USD/JPY has edged higher, as the pair trades in the mid-102 range in Friday trading. In economic news, the BOJ minutes indicated that the Bank plans to continue its aggressive monetary policy. In the US, today’s highlight is Existing Home Sales. On Thursday, US Unemployment Claims and Core CPI met expectations, but the Philly Fed Manufacturing Index slumped to a nine-month low. There are no Japanese releases on Friday.
There were no surprises in the BOJ minutes, as the Bank reiterated that the economy was growing at a moderate pace and it planned to continue its current monetary policy. The BOJ did note that it needed to be clear that its stimulus program could last more than two years.
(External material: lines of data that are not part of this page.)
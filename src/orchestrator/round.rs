use std::collections::HashMap;

use crate::agent::AgentId;
use crate::history::HistoryItem;
use crate::message::{ModelInput, ToolCallTarget};
use crate::opponent::OpponentAdapter;
use crate::schema::Tool;

use super::error::OrchestratorError;
use super::policy_link::PolicyLink;
use super::state::GameState;

pub type Opponents = HashMap<AgentId, Box<dyn OpponentAdapter>>;

/// Asks whichever agent is named for their next tool call, suspending on
/// the suspension-protocol channel if it's the trainable policy's turn, or
/// calling straight into the matching `OpponentAdapter` otherwise. Records
/// the prompt and the resulting turn into that agent's private history.
pub async fn ask_tool_call(
    state: &mut GameState,
    policy_link: &mut PolicyLink,
    opponents: &mut Opponents,
    agent: AgentId,
    tool: Tool,
    eligible_ids: &[AgentId],
    prompt: String,
) -> Result<ToolCallTarget, OrchestratorError> {
    let is_policy = state
        .agent(agent)
        .map(|a| a.is_policy)
        .ok_or(OrchestratorError::AgentNotFound(agent))?;

    let history = state
        .histories
        .get_mut(&agent)
        .ok_or(OrchestratorError::AgentNotFound(agent))?;
    history.push(HistoryItem::UserPrompt { content: prompt });
    let snapshot = history.items().to_vec();

    let target = if is_policy {
        let input = ModelInput {
            game_id: state.game_id,
            agent,
            history: snapshot,
            tool_schema: tool.build_schema(Some(eligible_ids)),
            eligible_ids: eligible_ids.to_vec(),
        };
        let output = policy_link
            .ask(input)
            .await
            .ok_or_else(|| OrchestratorError::Protocol("policy channel disconnected".into()))?;
        crate::parser::parse(&output.raw)
            .map_err(|err| OrchestratorError::Protocol(err.to_string()))?
    } else {
        let adapter = opponents
            .get_mut(&agent)
            .ok_or(OrchestratorError::AgentNotFound(agent))?;
        adapter.decide(agent, &snapshot, tool, eligible_ids).await?
    };

    if target.tool_name != tool.name() {
        return Err(OrchestratorError::Protocol(format!(
            "expected tool `{}`, got `{}`",
            tool.name(),
            target.tool_name
        )));
    }

    let history = state.histories.get_mut(&agent).expect("history present for seated agent");
    history.push(HistoryItem::AssistantTurn {
        reasoning: target
            .arguments
            .get("reasoning")
            .and_then(|v| v.as_str())
            .unwrap_or_default()
            .to_string(),
        tool_name: target.tool_name.clone(),
        arguments: target.arguments.clone(),
    });

    Ok(target)
}

/// Asks every agent in `agents` for the same `tool` concurrently, fanning
/// out to opponent tasks with `futures::future::join_all` and querying the
/// trainable policy seat (if present) sequentially over the suspension
/// channel, since only one request may be in flight on that channel at a
/// time. Appropriate only when the agents' decisions don't depend on one
/// another within the same phase — a simultaneous vote, or the "does this
/// agent want to speak" poll that opens a discourse pass. `eligible_ids`
/// is taken per-agent (e.g. "every seat but yourself") rather than as one
/// shared slice, since who may be named often depends on who's asking.
/// Mirrors the teacher's fan-out-then-join discipline in
/// `gameroom`/`hosting`, built on the `futures` crate already in its
/// dependency graph.
pub async fn ask_tool_calls_concurrently(
    state: &mut GameState,
    policy_link: &mut PolicyLink,
    opponents: &mut Opponents,
    agents: &[AgentId],
    tool: Tool,
    eligible_ids: impl Fn(AgentId) -> Vec<AgentId>,
    prompt: impl Fn(AgentId) -> String,
) -> Result<Vec<(AgentId, ToolCallTarget)>, OrchestratorError> {
    let policy_seat = state.seats.iter().find(|a| a.is_policy).map(|a| a.id);

    let mut snapshots = HashMap::with_capacity(agents.len());
    let mut eligibility = HashMap::with_capacity(agents.len());
    for &agent in agents {
        let history = state
            .histories
            .get_mut(&agent)
            .ok_or(OrchestratorError::AgentNotFound(agent))?;
        history.push(HistoryItem::UserPrompt { content: prompt(agent) });
        snapshots.insert(agent, history.items().to_vec());
        eligibility.insert(agent, eligible_ids(agent));
    }

    let opponent_futures = opponents.iter_mut().filter(|(id, _)| {
        agents.contains(id) && Some(**id) != policy_seat
    }).map(|(id, adapter)| {
        let snapshot = snapshots.get(id).cloned().unwrap_or_default();
        let eligible = eligibility.get(id).cloned().unwrap_or_default();
        let id = *id;
        async move {
            let result = adapter.decide(id, &snapshot, tool, &eligible).await;
            (id, result.map_err(OrchestratorError::from))
        }
    });
    let mut results: HashMap<AgentId, Result<ToolCallTarget, OrchestratorError>> =
        futures::future::join_all(opponent_futures).await.into_iter().collect();

    if let Some(policy_agent) = policy_seat.filter(|id| agents.contains(id)) {
        let snapshot = snapshots.get(&policy_agent).cloned().unwrap_or_default();
        let eligible = eligibility.get(&policy_agent).cloned().unwrap_or_default();
        let input = ModelInput {
            game_id: state.game_id,
            agent: policy_agent,
            history: snapshot,
            tool_schema: tool.build_schema(Some(&eligible)),
            eligible_ids: eligible,
        };
        let outcome = match policy_link.ask(input).await {
            Some(output) => crate::parser::parse(&output.raw)
                .map_err(|err| OrchestratorError::Protocol(err.to_string())),
            None => Err(OrchestratorError::Protocol("policy channel disconnected".into())),
        };
        results.insert(policy_agent, outcome);
    }

    let mut ordered = Vec::with_capacity(agents.len());
    for &agent in agents {
        let target = results
            .remove(&agent)
            .expect("every requested agent has a recorded result")?;
        if target.tool_name != tool.name() {
            return Err(OrchestratorError::Protocol(format!(
                "expected tool `{}`, got `{}`",
                tool.name(),
                target.tool_name
            )));
        }
        let history = state.histories.get_mut(&agent).expect("history present for seated agent");
        history.push(HistoryItem::AssistantTurn {
            reasoning: target
                .arguments
                .get("reasoning")
                .and_then(|v| v.as_str())
                .unwrap_or_default()
                .to_string(),
            tool_name: target.tool_name.clone(),
            arguments: target.arguments.clone(),
        });
        ordered.push((agent, target));
    }

    Ok(ordered)
}

#[cfg(test)]
mod tests {
    use super::*;
    use crate::message::GameConfig;
    use crate::opponent::RandomOpponent;

    fn opponents_for(state: &GameState) -> Opponents {
        state
            .seats
            .iter()
            .filter(|a| !a.is_policy)
            .map(|a| (a.id, Box::new(RandomOpponent) as Box<dyn OpponentAdapter>))
            .collect()
    }

    #[tokio::test]
    async fn opponent_tool_call_matches_requested_tool() {
        let config = GameConfig { seed: Some(1), ..GameConfig::default() };
        let mut state = GameState::new(0, &config);
        let mut opponents = opponents_for(&state);
        let (tx, _rx_req_unused) = tokio::sync::mpsc::unbounded_channel();
        let (_tx_reply_unused, rx) = tokio::sync::mpsc::unbounded_channel();
        let mut link = PolicyLink { requests: tx, replies: rx };

        let target = state.seats.iter().find(|a| !a.is_policy).unwrap().id;
        let eligible = state.other_ids(target);
        let result = ask_tool_call(
            &mut state,
            &mut link,
            &mut opponents,
            target,
            Tool::VoteChancellorYesNo,
            &eligible,
            "cast your vote".into(),
        )
        .await
        .unwrap();
        assert_eq!(result.tool_name, Tool::VoteChancellorYesNo.name());
    }

    #[tokio::test]
    async fn concurrent_fan_out_covers_every_requested_agent() {
        let config = GameConfig { seed: Some(2), ..GameConfig::default() };
        let mut state = GameState::new(0, &config);
        let mut opponents = opponents_for(&state);
        let (tx, _rx_req_unused) = tokio::sync::mpsc::unbounded_channel();
        let (_tx_reply_unused, rx) = tokio::sync::mpsc::unbounded_channel();
        let mut link = PolicyLink { requests: tx, replies: rx };

        let agents: Vec<_> = state.seats.iter().filter(|a| !a.is_policy).map(|a| a.id).collect();
        let results = ask_tool_calls_concurrently(
            &mut state,
            &mut link,
            &mut opponents,
            &agents,
            Tool::VoteChancellorYesNo,
            |_| Vec::new(),
            |_| "vote now".to_string(),
        )
        .await
        .unwrap();
        assert_eq!(results.len(), agents.len());
    }
}
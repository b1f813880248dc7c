pub mod agent;
pub mod deck;
pub mod event;
pub mod history;
pub mod message;
pub mod opponent;
pub mod orchestrator;
pub mod parser;
pub mod registry;
pub mod role;
pub mod schema;

pub use agent::{Agent, AgentId};
pub use deck::{Deck, DeckError, PolicyCard};
pub use event::{Event, EventLog};
pub use message::{GameConfig, ModelInput, ModelOutput, TerminalState, ToolCallTarget};
pub use orchestrator::error::OrchestratorError;
pub use registry::{Registry, RegistryError};
pub use role::Role;

/// Number of seats in every game this core drives.
pub const N: usize = 5;

/// After this many sabotage resolutions, seating the MasterImpostor as
/// First Mate wins the game outright for the Impostor team.
pub const DEFAULT_PROMOTION_THRESHOLD: u32 = 3;

/// Three failed nominations in a row auto-resolve the top card of the deck.
pub const MAX_FAILED_VOTES: u32 = 3;

/// initialize structured logging. Mirrors the teacher's combined
/// term+file logger, minus the file sink: the core is a library, not a
/// process with a `logs/` directory of its own to manage.
#[cfg(feature = "native")]
pub fn init_logging() {
    let config = simplelog::ConfigBuilder::new()
        .set_location_level(log::LevelFilter::Off)
        .set_target_level(log::LevelFilter::Off)
        .set_thread_level(log::LevelFilter::Off)
        .build();
    let term = simplelog::TermLogger::new(
        log::LevelFilter::Info,
        config,
        simplelog::TerminalMode::Mixed,
        simplelog::ColorChoice::Auto,
    );
    let _ = simplelog::CombinedLogger::init(vec![term]);
}
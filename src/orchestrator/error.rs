use crate::agent::AgentId;

/// Failures the orchestrator can produce while driving a single game.
/// Represented as a plain enum rather than via `thiserror` — the teacher
/// corpus never reaches for it, propagating `anyhow::Error` at its
/// boundaries and matching on concrete enums internally (e.g.
/// `gameroom::room.rs`'s `anyhow::anyhow!(...)` for "no next hand
/// available").
#[derive(Debug)]
pub enum OrchestratorError {
    /// A tool call was well-formed JSON naming a known tool, but its
    /// arguments didn't satisfy the current round's narrowed schema (wrong
    /// card index, an agent id outside `eligible_ids`, the wrong tool for
    /// the phase).
    Protocol(String),
    /// A tool call, or an internal lookup, named an `AgentId` not seated at
    /// this table.
    AgentNotFound(AgentId),
    /// An opponent exhausted its retries without producing a valid call.
    OpponentUnavailable(AgentId),
}

impl std::fmt::Display for OrchestratorError {
    fn fmt(&self, f: &mut std::fmt::Formatter<'_>) -> std::fmt::Result {
        match self {
            OrchestratorError::Protocol(detail) => write!(f, "protocol violation: {detail}"),
            OrchestratorError::AgentNotFound(id) => write!(f, "no such agent: {id}"),
            OrchestratorError::OpponentUnavailable(id) => {
                write!(f, "opponent {id} unavailable")
            }
        }
    }
}

impl std::error::Error for OrchestratorError {}

impl From<crate::opponent::OpponentError> for OrchestratorError {
    fn from(err: crate::opponent::OpponentError) -> Self {
        match err {
            crate::opponent::OpponentError::Unavailable { agent, .. } => {
                OrchestratorError::OpponentUnavailable(agent)
            }
        }
    }
}
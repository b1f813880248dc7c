pub mod channel;
pub mod discourse;
pub mod error;
pub mod phase;
pub mod policy_link;
pub mod round;
pub mod state;
pub mod task;

pub use channel::Channel;
pub use error::OrchestratorError;
pub use phase::Phase;
pub use policy_link::PolicyLink;
pub use round::Opponents;
pub use state::GameState;
pub use task::{run_to_end, SABOTAGE_TRACK_TARGET, SECURITY_TRACK_TARGET};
The central bank has said in the past that it was aiming to reach a level of 2% inflation within two years, but it does not want to be hamstrung by any deadlines, and said that quantitative and qualitative easing will continue as long as required. The BOJ’s estimate for GDP in fiscal 2013 remains unchanged at 2.7%, while the outlook for fiscal 2014 was lowered to 1.4% from 1.5%. On the inflation front, the forecast for fiscal 2013 is 0.7%, jumping to 3.3% in fiscal 2014.
US numbers were a mix on Thursday. Unemployment Claims dropped slightly last week, coming in at 336 thousand. This was just shy of the estimate of 335 thousand. After some recent weak releases on the employment front, the markets will be pleased with this release. Meanwhile, inflation indicators continue to raise concerns, as Core CPI posted a paltry gain of 0.1% for the second straight month. Weak inflation levels are indicative of weak economic growth and could spell trouble for the US recovery. On the manufacturing front, the Philly Fed Manufacturing Index slumped badly, posting a decline of -6.3 points, compared to +9.4 points a month earlier. This marked the first reading below the zero level since January 2013. US numbers have not looked strong of late, and this has helped the euro hold its ground above the 1.37 level.
This week’s Federal Reserve minutes indicated that interest rates are unlikely to rise, even if unemployment drops to 6.5%. Previously, the Fed had said it would consider raising rates at the 6.5% threshold, but with unemployment falling faster than expected, Fed policymakers agreed that it would “soon be appropriate” to revise the Fed’s forward guidance regarding interest rate levels. The minutes also indicated that the Fed will likely continue trimming QE, barring any downturns in the economy.
USD/JPY for Friday, February 21, 2014
USD/JPY February 21 at 11:30 GMT
USD/JPY 102.46 H: 102.61 L: 102.32
- USD/JPY is steady in Friday trade. The pair touched a high of 102.61 late in the Asian session.
- On the upside, 102.53 was breached earlier in the day and remains under strong pressure. There is stronger resistance at 103.30.
- 101.19 is providing support. Next is the key level of 100.00, which has remained intact since November.
- Current range: 101.19 to 102.53
Further levels in both directions:
- Below: 101.19, 100.00, 99.57 and 98.65
- Above: 102.53, 103.30, 104.17, 105.70, 106.85
OANDA’s Open Positions Ratio
USD/JPY ratio is pointing to gains in short positions in Friday trading. This is consistent with what we are seeing from the pair, as the yen has edged higher. Long positions continue to comprise a solid majority in the USD/JPY ratio, indicating trader bias towards the dollar posting gains against the yen.
The yen has shown little movement since Monday. USD/JPY remains quiet in the European session and it could be another uneventful day for the pair.
- 15:00 US Existing Home Sales. Estimate 4.73M.
- 18:45 FOMC Member Richard Fisher Speaks.